Characterization of an α-L-Arabinofuranosidase GH51 from the Brown-rot Fungus Gloeophyllum trabeum

Rikako Tsukida; Makoto Yoshida; Satoshi Kaneko

doi:10.5458/jag.jag.JAG-2022_0009

. 2023 Mar 3;70(1):9–14. doi: 10.5458/jag.jag.JAG-2022_0009

Characterization of an α-L-Arabinofuranosidase GH51 from the Brown-rot Fungus Gloeophyllum trabeum

Rikako Tsukida ¹, Makoto Yoshida ^1,^†, Satoshi Kaneko ²

PMCID: PMC10074032 PMID: 37033114

Abstract

Woody biomass is anticipated to be a resource for a decarbonized society, but the difficulty of isolating woody components is a significant challenge. Brown-rot fungi, a type of wood rotting fungi, decompose hemicellulose particularly efficiently. However, there are few reports on the hemicellulases from brown-rot fungi. An α-L-arabinofuranosidase belonging to glycoside hydrolase family 51 (GH51) from the brown-rot fungus Gloeophyllum trabeum (GtAbf51A) was cloned and characterized in the present study. Analyses of the phylogeny of GH51 enzymes in wood rotting fungi revealed the existence of two groups, intercellular and extracellular enzymes.
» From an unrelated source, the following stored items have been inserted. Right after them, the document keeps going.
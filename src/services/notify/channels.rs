use async_trait::async_trait;

use super::{compose, phone, ChannelKind, NotificationChannel};
use crate::models::{Booking, BookingEvent};
use crate::services::messaging::whatsapp::deep_link;
use crate::services::messaging::{Attachment, EmailProvider, MessagingProvider, OutgoingEmail};
use crate::services::receipt;

// ── Email ──

pub struct EmailChannel {
    provider: Box<dyn EmailProvider>,
    admin_email: String,
    business_name: String,
}

impl EmailChannel {
    pub fn new(provider: Box<dyn EmailProvider>, admin_email: String, business_name: String) -> Self {
        Self {
            provider,
            admin_email,
            business_name,
        }
    }

    pub async fn send_to_admin(&self, subject: &str, html: &str) -> anyhow::Result<()> {
        self.provider
            .send_email(&OutgoingEmail {
                to: vec![self.admin_email.clone()],
                bcc: vec![],
                subject: subject.to_string(),
                html: html.to_string(),
                attachment: None,
            })
            .await
    }
}

#[async_trait]
impl NotificationChannel for EmailChannel {
    fn kind(&self) -> ChannelKind {
        ChannelKind::Email
    }

    async fn deliver(&self, booking: &Booking, event: BookingEvent) -> anyhow::Result<()> {
        // Customer gets the mail with the admin in BCC; without a customer
        // address the admin is the only recipient.
        let (to, bcc) = match &booking.customer_email {
            Some(addr) => (vec![addr.clone()], vec![self.admin_email.clone()]),
            None => (vec![self.admin_email.clone()], vec![]),
        };

        let email = OutgoingEmail {
            to,
            bcc,
            subject: compose::email_subject(booking, event),
            html: compose::email_html(booking, event, &self.business_name),
            attachment: Some(Attachment {
                name: format!("Booking_{}.pdf", booking.id),
                content: receipt::generate_pdf(booking, &self.business_name),
            }),
        };

        self.provider.send_email(&email).await
    }
}

// ── WhatsApp ──

/// WhatsApp through the business API when one is configured, otherwise a
/// `wa.me` deep link that is logged and handed back to the submitter.
pub struct WhatsAppChannel {
    api: Option<Box<dyn MessagingProvider>>,
    admin_phone: Option<String>,
    country_code: String,
    business_name: String,
}

impl WhatsAppChannel {
    pub fn new(
        api: Option<Box<dyn MessagingProvider>>,
        admin_phone: Option<String>,
        country_code: String,
        business_name: String,
    ) -> Self {
        Self {
            api,
            admin_phone,
            country_code,
            business_name,
        }
    }

    pub fn has_api(&self) -> bool {
        self.api.is_some()
    }

    pub fn link_for(&self, booking: &Booking, event: BookingEvent) -> String {
        let text = compose::whatsapp_text(booking, event, &self.business_name);
        deep_link(&phone::international(&booking.phone, &self.country_code), &text)
    }

    /// Sends `text` to the customer, copying the admin when configured.
    async fn send(&self, booking: &Booking, text: &str) -> anyhow::Result<()> {
        let customer = phone::international(&booking.phone, &self.country_code);

        let Some(api) = &self.api else {
            let link = deep_link(&customer, text);
            tracing::info!(booking_id = booking.id, link = %link, "whatsapp link generated");
            return Ok(());
        };

        api.send_message(&customer, text).await?;

        if let Some(admin) = &self.admin_phone {
            let admin = phone::international(admin, &self.country_code);
            if let Err(e) = api.send_message(&admin, text).await {
                tracing::warn!(booking_id = booking.id, error = %e, "whatsapp admin copy failed");
            }
        }
        Ok(())
    }

    pub async fn remind(&self, booking: &Booking) -> anyhow::Result<()> {
        let text = compose::reminder_text(booking, &self.business_name);
        self.send(booking, &text).await
    }

    pub fn can_message_admin(&self) -> bool {
        self.api.is_some() && self.admin_phone.is_some()
    }

    /// Direct message to the admin number; `Ok(false)` when there is no
    /// API or no admin number to send through.
    pub async fn send_to_admin(&self, text: &str) -> anyhow::Result<bool> {
        match (&self.api, &self.admin_phone) {
            (Some(api), Some(admin)) => {
                api.send_message(&phone::international(admin, &self.country_code), text)
                    .await?;
                Ok(true)
            }
            _ => Ok(false),
        }
    }
}

#[async_trait]
impl NotificationChannel for WhatsAppChannel {
    fn kind(&self) -> ChannelKind {
        ChannelKind::WhatsApp
    }

    async fn deliver(&self, booking: &Booking, event: BookingEvent) -> anyhow::Result<()> {
        let text = compose::whatsapp_text(booking, event, &self.business_name);
        self.send(booking, &text).await
    }
}

// ── SMS ──

pub struct SmsChannel {
    provider: Box<dyn MessagingProvider>,
    country_code: String,
    business_name: String,
}

impl SmsChannel {
    pub fn new(provider: Box<dyn MessagingProvider>, country_code: String, business_name: String) -> Self {
        Self {
            provider,
            country_code,
            business_name,
        }
    }

    pub async fn send_to(&self, to: &str, text: &str) -> anyhow::Result<()> {
        self.provider
            .send_message(&phone::national(to, &self.country_code), text)
            .await
    }
}

#[async_trait]
impl NotificationChannel for SmsChannel {
    fn kind(&self) -> ChannelKind {
        ChannelKind::Sms
    }

    async fn deliver(&self, booking: &Booking, event: BookingEvent) -> anyhow::Result<()> {
        let text = compose::sms_text(booking, event, &self.business_name);
        self.send_to(&booking.phone, &text).await
    }
}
After deglycosylation, the recombinant GtAbf51A produced by Pichia pastoris appeared on SDS-PAGE as approximately 71,777 daltons, which is the expected molecular weight based on the amino acid sequence of GtAbf51A. Maximum enzyme activity occurred between pH 2.2 and 4.0 and at 50 °C, while it was stable between pH 2.2 and 10.0 and up to 40 °C. Due to the presence of a signal peptide, GtAbf51A was thought to hydrolyze polysaccharide containing arabinose. However, the hydrolysis rate of arabinosyl linkages in polysaccharides was only 3-5 % for arabinoxylan and 18 % for arabinan. GtAbf51A, in contrast, efficiently hydrolyzed arabinoxylooligosaccharides, particularly O-α-L-arabinofuranosyl-(1→3)-O-β-D-xylopyranosyl-(1→4)-β-D-xylopyranose, which is the principal product of GH10 β-xylanase. These data suggest that GtAbf51A cooperates with other xylan-degrading enzymes, such as β-xylanase, to degrade xylan in nature.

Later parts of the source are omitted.